» **Task prompt**
Would you restate the entries below exactly, keeping every line?

» **Input data**
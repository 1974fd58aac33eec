use axum::{
    extract::State,
    http::{header::AUTHORIZATION, HeaderMap, StatusCode},
    routing::post,
    Json, Router,
};
use serde::{Deserialize, Serialize};

use super::{route_error, MessageResponse, RouteError};
use crate::{
    auth::{AuthError, AuthSession, UserSummary},
    state::AppState,
};

#[derive(Debug, Deserialize)]
struct CredentialsRequest {
    #[serde(default)]
    username: String,
    #[serde(default)]
    password: String,
}

#[derive(Debug, Serialize)]
struct RegisterResponse {
    message: String,
    user: UserSummary,
}

#[derive(Debug, Serialize)]
struct LoginResponse {
    message: String,
    token: String,
    expires_at: String,
    user: UserSummary,
}

pub fn map_auth_error(err: AuthError) -> RouteError {
    match err {
        AuthError::InvalidInput(message) => route_error(StatusCode::BAD_REQUEST, message),
        AuthError::Unauthorized(message) => route_error(StatusCode::UNAUTHORIZED, message),
        AuthError::Conflict(message) => route_error(StatusCode::CONFLICT, message),
        AuthError::Storage(message) => {
            tracing::error!("Auth storage failure: {}", message);
            route_error(StatusCode::INTERNAL_SERVER_ERROR, message)
        }
    }
}

fn bearer_token(headers: &HeaderMap) -> Option<&str> {
    headers
        .get(AUTHORIZATION)
        .and_then(|value| value.to_str().ok())
        .and_then(|value| value.strip_prefix("Bearer "))
        .map(str::trim)
        .filter(|token| !token.is_empty())
}

/// Resolve the caller from the `Authorization: Bearer` header
pub async fn require_session(state: &AppState, headers: &HeaderMap) -> Result<AuthSession, RouteError> {
    let token = bearer_token(headers)
        .ok_or_else(|| route_error(StatusCode::UNAUTHORIZED, "Authentication required"))?;
    state
        .auth_store()
        .authorize_bearer(token)
        .await
        .map_err(map_auth_error)
}

async fn register(
    State(state): State<AppState>,
    Json(req): Json<CredentialsRequest>,
) -> Result<(StatusCode, Json<RegisterResponse>), RouteError> {
    let user = state
        .auth_store()
        .register(&req.username, &req.password)
        .await
        .map_err(map_auth_error)?;

    Ok((
        StatusCode::CREATED,
        Json(RegisterResponse {
            message: "User registered successfully".to_string(),
            user,
        }),
    ))
}

async fn login(
    State(state): State<AppState>,
    Json(req): Json<CredentialsRequest>,
) -> Result<Json<LoginResponse>, RouteError> {
    let session = state
        .auth_store()
        .login(&req.username, &req.password)
        .await
        .map_err(map_auth_error)?;

    Ok(Json(LoginResponse {
        message: "Logged in successfully".to_string(),
        token: session.token,
        expires_at: session.expires_at.to_rfc3339(),
        user: session.user,
    }))
}

async fn logout(
    State(state): State<AppState>,
    headers: HeaderMap,
) -> Result<Json<MessageResponse>, RouteError> {
    let session = require_session(&state, &headers).await?;
    state
        .auth_store()
        .logout(&session)
        .await
        .map_err(map_auth_error)?;
    Ok(MessageResponse::new("Logged out"))
}

pub fn router() -> Router<AppState> {
    Router::new()
        .route("/api/auth/register", post(register))
        .route("/api/auth/login", post(login))
        .route("/api/auth/logout", post(logout))
}

#[cfg(test)]
mod tests {
    use axum::http::StatusCode;
    use serde_json::json;

    use crate::routes::test_support::{build_app, login_as, send};

    #[tokio::test]
    async fn register_and_login_return_token() {
        let (app, _tmp) = build_app().await;
        let credentials = json!({ "username": "frank", "password": "correct-horse" });

        let (status, payload) =
            send(&app, "POST", "/api/auth/register", None, Some(credentials.clone())).await;
        assert_eq!(status, StatusCode::CREATED);
        assert_eq!(payload["user"]["username"], "frank");

        let (status, _) =
            send(&app, "POST", "/api/auth/register", None, Some(credentials.clone())).await;
        assert_eq!(status, StatusCode::CONFLICT);

        let (status, payload) = send(&app, "POST", "/api/auth/login", None, Some(credentials)).await;
        assert_eq!(status, StatusCode::OK);
        assert!(payload["token"].is_string());
        assert!(payload["expires_at"].is_string());
    }

    #[tokio::test]
    async fn bad_credentials_are_rejected() {
        let (app, _tmp) = build_app().await;
        login_as(&app, "grace").await;

        let (status, payload) = send(
            &app,
            "POST",
            "/api/auth/login",
            None,
            Some(json!({ "username": "grace", "password": "wrong-horse" })),
        )
        .await;
        assert_eq!(status, StatusCode::UNAUTHORIZED);
        assert_eq!(payload["error"], "Invalid credentials");

        let (status, _) = send(
            &app,
            "POST",
            "/api/auth/register",
            None,
            Some(json!({ "username": "", "password": "" })),
        )
        .await;
        assert_eq!(status, StatusCode::BAD_REQUEST);
    }

    #[tokio::test]
    async fn logout_revokes_the_token() {
        let (app, _tmp) = build_app().await;
        let token = login_as(&app, "heidi").await;

        let (status, _) = send(&app, "GET", "/api/todos/lists", Some(&token), None).await;
        assert_eq!(status, StatusCode::OK);

        let (status, _) = send(&app, "POST", "/api/auth/logout", Some(&token), None).await;
        assert_eq!(status, StatusCode::OK);

        let (status, _) = send(&app, "GET", "/api/todos/lists", Some(&token), None).await;
        assert_eq!(status, StatusCode::UNAUTHORIZED);
        let (status, _) = send(&app, "POST", "/api/auth/logout", None, None).await;
        assert_eq!(status, StatusCode::UNAUTHORIZED);
    }
}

» **Written answer**
repository 1974fd58aac33eec
use axum::{
    extract::State,
    http::{header::AUTHORIZATION, HeaderMap, StatusCode},
    routing::post,
    Json, Router,
};
use serde::{Deserialize, Serialize};

use super::{route_error, MessageResponse, RouteError};
use crate::{
    auth::{AuthError, AuthSession, UserSummary},
    state::AppState,
};

#[derive(Debug, Deserialize)]
struct CredentialsRequest {
    #[serde(default)]
    username: String,
    #[serde(default)]
    password: String,
}

#[derive(Debug, Serialize)]
struct RegisterResponse {
    message: String,
    user: UserSummary,
}

#[derive(Debug, Serialize)]
struct LoginResponse {
    message: String,
    token: String,
    expires_at: String,
    user: UserSummary,
}

pub fn map_auth_error(err: AuthError) -> RouteError {
    match err {
        AuthError::InvalidInput(message) => route_error(StatusCode::BAD_REQUEST, message),
        AuthError::Unauthorized(message) => route_error(StatusCode::UNAUTHORIZED, message),
        AuthError::Conflict(message) => route_error(StatusCode::CONFLICT, message),
        AuthError::Storage(message) => {
            tracing::error!("Auth storage failure: {}", message);
            route_error(StatusCode::INTERNAL_SERVER_ERROR, message)
        }
    }
}

fn bearer_token(headers: &HeaderMap) -> Option<&str> {
    headers
        .get(AUTHORIZATION)
        .and_then(|value| value.to_str().ok())
        .and_then(|value| value.strip_prefix("Bearer "))
        .map(str::trim)
        .filter(|token| !token.is_empty())
}

/// Resolve the caller from the `Authorization: Bearer` header
pub async fn require_session(state: &AppState, headers: &HeaderMap) -> Result<AuthSession, RouteError> {
    let token = bearer_token(headers)
        .ok_or_else(|| route_error(StatusCode::UNAUTHORIZED, "Authentication required"))?;
    state
        .auth_store()
        .authorize_bearer(token)
        .await
        .map_err(map_auth_error)
}

async fn register(
    State(state): State<AppState>,
    Json(req): Json<CredentialsRequest>,
) -> Result<(StatusCode, Json<RegisterResponse>), RouteError> {
    let user = state
        .auth_store()
        .register(&req.username, &req.password)
        .await
        .map_err(map_auth_error)?;

    Ok((
        StatusCode::CREATED,
        Json(RegisterResponse {
            message: "User registered successfully".to_string(),
            user,
        }),
    ))
}

async fn login(
    State(state): State<AppState>,
    Json(req): Json<CredentialsRequest>,
) -> Result<Json<LoginResponse>, RouteError> {
    let session = state
        .auth_store()
        .login(&req.username, &req.password)
        .await
        .map_err(map_auth_error)?;

    Ok(Json(LoginResponse {
        message: "Logged in successfully".to_string(),
        token: session.token,
        expires_at: session.expires_at.to_rfc3339(),
        user: session.user,
    }))
}

async fn logout(
    State(state): State<AppState>,
    headers: HeaderMap,
) -> Result<Json<MessageResponse>, RouteError> {
    let session = require_session(&state, &headers).await?;
    state
        .auth_store()
        .logout(&session)
        .await
        .map_err(map_auth_error)?;
    Ok(MessageResponse::new("Logged out"))
}

pub fn router() -> Router<AppState> {
    Router::new()
        .route("/api/auth/register", post(register))
        .route("/api/auth/login", post(login))
        .route("/api/auth/logout", post(logout))
}

#[cfg(test)]
mod tests {
    use axum::http::StatusCode;
    use serde_json::json;

    use crate::routes::test_support::{build_app, login_as, send};

    #[tokio::test]
    async fn register_and_login_return_token() {
        let (app, _tmp) = build_app().await;
        let credentials = json!({ "username": "frank", "password": "correct-horse" });

        let (status, payload) =
            send(&app, "POST", "/api/auth/register", None, Some(credentials.clone())).await;
        assert_eq!(status, StatusCode::CREATED);
        assert_eq!(payload["user"]["username"], "frank");

        let (status, _) =
            send(&app, "POST", "/api/auth/register", None, Some(credentials.clone())).await;
        assert_eq!(status, StatusCode::CONFLICT);

        let (status, payload) = send(&app, "POST", "/api/auth/login", None, Some(credentials)).await;
        assert_eq!(status, StatusCode::OK);
        assert!(payload["token"].is_string());
        assert!(payload["expires_at"].is_string());
    }

    #[tokio::test]
    async fn bad_credentials_are_rejected() {
        let (app, _tmp) = build_app().await;
        login_as(&app, "grace").await;

        let (status, payload) = send(
            &app,
            "POST",
            "/api/auth/login",
            None,
            Some(json!({ "username": "grace", "password": "wrong-horse" })),
        )
        .await;
        assert_eq!(status, StatusCode::UNAUTHORIZED);
        assert_eq!(payload["error"], "Invalid credentials");

        let (status, _) = send(
            &app,
            "POST",
            "/api/auth/register",
            None,
            Some(json!({ "username": "", "password": "" })),
        )
        .await;
        assert_eq!(status, StatusCode::BAD_REQUEST);
    }

    #[tokio::test]
    async fn logout_revokes_the_token() {
        let (app, _tmp) = build_app().await;
        let token = login_as(&app, "heidi").await;

        let (status, _) = send(&app, "GET", "/api/todos/lists", Some(&token), None).await;
        assert_eq!(status, StatusCode::OK);

        let (status, _) = send(&app, "POST", "/api/auth/logout", Some(&token), None).await;
        assert_eq!(status, StatusCode::OK);

        let (status, _) = send(&app, "GET", "/api/todos/lists", Some(&token), None).await;
        assert_eq!(status, StatusCode::UNAUTHORIZED);
        let (status, _) = send(&app, "POST", "/api/auth/logout", None, None).await;
        assert_eq!(status, StatusCode::UNAUTHORIZED);
    }
}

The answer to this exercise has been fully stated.